1. Squamous cell carcinoma

a. Microinvasive squamous cell carcinoma
b. Invasive squamous cell carcinoma

  1. Large cell keratinizing
  2. Large cell non-keratinizing
  3. Small cell type

c. Verrucous carcinoma
d. Warty (Condylomatous) carcinoma
e. Papillary squamous cell (Transitional) carcinoma
f. Lymphoepithelioma-like carcinoma

2. Adenocarcinoma

a. Mucinous adenocarcinoma

  1. endocervical type
  2. intestinal type
  3. signet-ring type

b. Endometrioid adenocarcinoma

  1. Endometrioid adenocarcinoma with squamous metaplasia

c. Clear cell adenocarcinoma
d. Minimal deviation adenocarcinoma
e.

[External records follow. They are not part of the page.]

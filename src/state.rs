use std::sync::Arc;

use crate::answer::Orchestrator;
use crate::config::Settings;
use crate::document::chunker::Chunker;
use crate::embedding::Embedder;
use crate::ingest::{CancellationGate, IngestionQueue};
use crate::logging::ActivityLogger;
use crate::retrieval::Retriever;
use crate::status::{StatusAggregator, StatusBroadcaster};
use crate::store::blob::BlobStore;
use crate::store::chat::ChatSessionStore;
use crate::store::chunks::ChunkStore;
use crate::store::documents::DocumentRepository;
use crate::store::pool::DbPool;
use crate::store::vectors::VectorIndex;
use crate::utils::limiters::Limiters;

/// Everything a handler needs, assembled once in `main` and handed out via
/// axum's `State` extractor rather than any module-level static.
#[derive(Clone)]
pub struct AppState {
    pub db_pool: DbPool,
    pub settings: Settings,
    pub blob_store: Arc<dyn BlobStore>,
    pub document_repo: Arc<dyn DocumentRepository>,
    pub chunk_store: Arc<dyn ChunkStore>,
    pub vector_index: Arc<dyn VectorIndex>,
    pub chat_store: Arc<dyn ChatSessionStore>,
    pub embedder: Arc<Embedder>,
    pub chunker: Arc<Chunker>,
    pub ingestion_queue: IngestionQueue,
    pub cancellation: Arc<CancellationGate>,
    pub status_aggregator: Arc<StatusAggregator>,
    pub status_broadcaster: Arc<StatusBroadcaster>,
    pub retriever: Arc<Retriever>,
    pub orchestrator: Arc<Orchestrator>,
    pub activity_logger: Arc<ActivityLogger>,
    pub limiters: Arc<Limiters>,
}
pub mod citations;
pub mod excerpt;
pub mod generator;
pub mod models;
pub mod orchestrator;

pub use generator::Generator;
pub use models::{AnswerRequest, AnswerResult};
pub use orchestrator::Orchestrator;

Serous adenocarcinoma
f. Mesonephric carcinoma
g. Well-differentiated villoglandular adenocarcinoma

3. Other Epithelial tumors

a. adenosquamous carcinoma
b. glassy cell carcinoma
c. mucoepidermoid carcinoma
d. adenoid cystic carcinoma
e. adenoid basal carcinoma
f. carcinoid-like tumor
g. small cell carcinoma
h. undifferentiated carcinoma
i. clear cell adenosquamous carcinoma

B. MESENCHYMAL TUMORS AND MIXED EPITHELIAL-MESENCHYMAL

1. Leiomyosarcoma
2. Endocervical stromal sarcoma
3. Embryonal rhabdomyosarcoma
4. Alveolar soft-part sarcoma
5. Adenosarcoma
6. Malignant mixed mesodermal tumor

C. MISCELLANEOUS TUMORS

1. Primary malignant melanoma
2. Primary choriocarcinoma
3. Lymphoma
4. Leukemia
5. Primary germ cell tumor

XI. MANAGEMENT OF CERVICAL CANCER

A. GENERAL GUIDELINES
1. Cervical cancer is diagnosed by biopsy. In the presence of a gross lesion, there is no need for a Papanicolaou smear or a fractional curettage.
2. Cervical cancer is staged clinically.
3. If clinically indicated, proctosigmoidoscopy and cystoscopy should be done to rule out invasion.
4. Special work-ups may include computed tomography, magnetic resonance imaging, PET scan and bone scan.
5. Once the diagnosis of invasive cancer is made, the patient should be referred to a gynecologic oncologist.
6. In selected cases, primary Radical Hysterectomy with Pelvic Node Dissection must be performed by a gynecologic oncologist.
7. For advanced disease, concurrent chemotherapy and radiotherapy is the minimum standard of treatment. (8,9,10,11,12)
8. Primary total hysterectomy with or without bilateral salpingo-oophorectomy is NOT performed for a patient with cervical cancer. It is an inadequate surgery and would mean cutting through tumor. The prognosis is uniformly poor in this situation. Surgical cure is NOT obtained and the probability of curative radiotherapy is greatly diminished.14
9. The treatment of cervical cancer requires a multidisciplinary approach involving a gynecologic oncologist and a radiation oncologist.